LATHROP – Seth Harper pushed hard with his right leg and steered with his left.

With Lathrop High School disappearing behind him, Harper forced his way down Spartan Drive towards the Lathrop Skate Park – the above-ground, composite-material attraction in the shadow of Lathrop Police Services – as construction crews put more finishing touches on the first major aspect of the Lathrop Generations Center.

He had already stopped to marvel.

Lathrop’s park will boast things like rails and stairs – a street skating course – that are absent from many community skate parks including in Ripon and Manteca. The metal coping in the competition-grade bowl on the eastern edge of the park actually slopes in a “U” shape in two separate sections, and a spine transfer between the other bowl and the “lazy river” section being built specifically for wheelchair-bound riders will add another dimension.

Designers contend it will surpass the Ripon skate park that has been declared one of the best in Northern California by Thrasher Magazine.

Last week the final gunnite wall phases of the expansive skate park were completed. It will allow crews to now pay attention to the more detailed sections of the project.

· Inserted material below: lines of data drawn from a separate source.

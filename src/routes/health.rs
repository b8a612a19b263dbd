// ABOUTME: Health check route handlers for service monitoring and status endpoints
// ABOUTME: Provides liveness and database-backed readiness endpoints
//
// SPDX-License-Identifier: MIT OR Apache-2.0
// Copyright (c) 2025 Pierre Fitness Intelligence

//! Health check routes for service monitoring
//!
//! `/health` reports that the process is up. `/ready` additionally checks that
//! the database answers a trivial query.

use crate::server::ServerResources;
use axum::{
    extract::State,
    http::StatusCode,
    response::{IntoResponse, Response},
    routing::get,
    Json, Router,
};
use chrono::Utc;
use serde_json::json;
use std::sync::Arc;
use tracing::warn;

/// Health routes implementation
pub struct HealthRoutes;

impl HealthRoutes {
    /// Create all health check routes
    pub fn routes(resources: Arc<ServerResources>) -> Router {
        Router::new()
            .route("/health", get(Self::handle_health))
            .route("/ready", get(Self::handle_ready))
            .with_state(resources)
    }

    async fn handle_health() -> Json<serde_json::Value> {
        Json(json!({
            "status": "healthy",
            "service": env!("CARGO_PKG_NAME"),
            "version": env!("CARGO_PKG_VERSION"),
            "timestamp": Utc::now().to_rfc3339()
        }))
    }

    async fn handle_ready(State(resources): State<Arc<ServerResources>>) -> Response {
        match sqlx::query("SELECT 1")
            .execute(resources.database.pool())
            .await
        {
            Ok(_) => (
                StatusCode::OK,
                Json(json!({
                    "status": "ready",
                    "timestamp": Utc::now().to_rfc3339()
                })),
            )
                .into_response(),
            Err(e) => {
                warn!("Readiness check failed: {e}");
                (
                    StatusCode::SERVICE_UNAVAILABLE,
                    Json(json!({
                        "status": "unavailable",
                        "timestamp": Utc::now().to_rfc3339()
                    })),
                )
                    .into_response()
            }
        }
    }
}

Concrete rail boxes and stairs and sloping embankments will all complement the vertical bowls and pools, and the park, once completed, will replace the difficult-to-maintain above ground section on the opposite side of town that was at one time completely destroyed by vandals and is unfriendly to those on BMX bicycles and scooters.

“You always talk about what it is you want when you’re at the skate park with your boys,” Harper said. “And then you see the work that they’re putting in and that some of those things will be right here for us. I think I’ll definitely skateboard a lot more.”

A $5 million grant will fund the majority of the $6.2 million project. Rather than space out the construction in phases, the city – which mulled several different locations before deciding on the space across from Lathrop High School – plans on opening up the center in its entirety next year.

And some skateboarders just can’t wait until everything is finished.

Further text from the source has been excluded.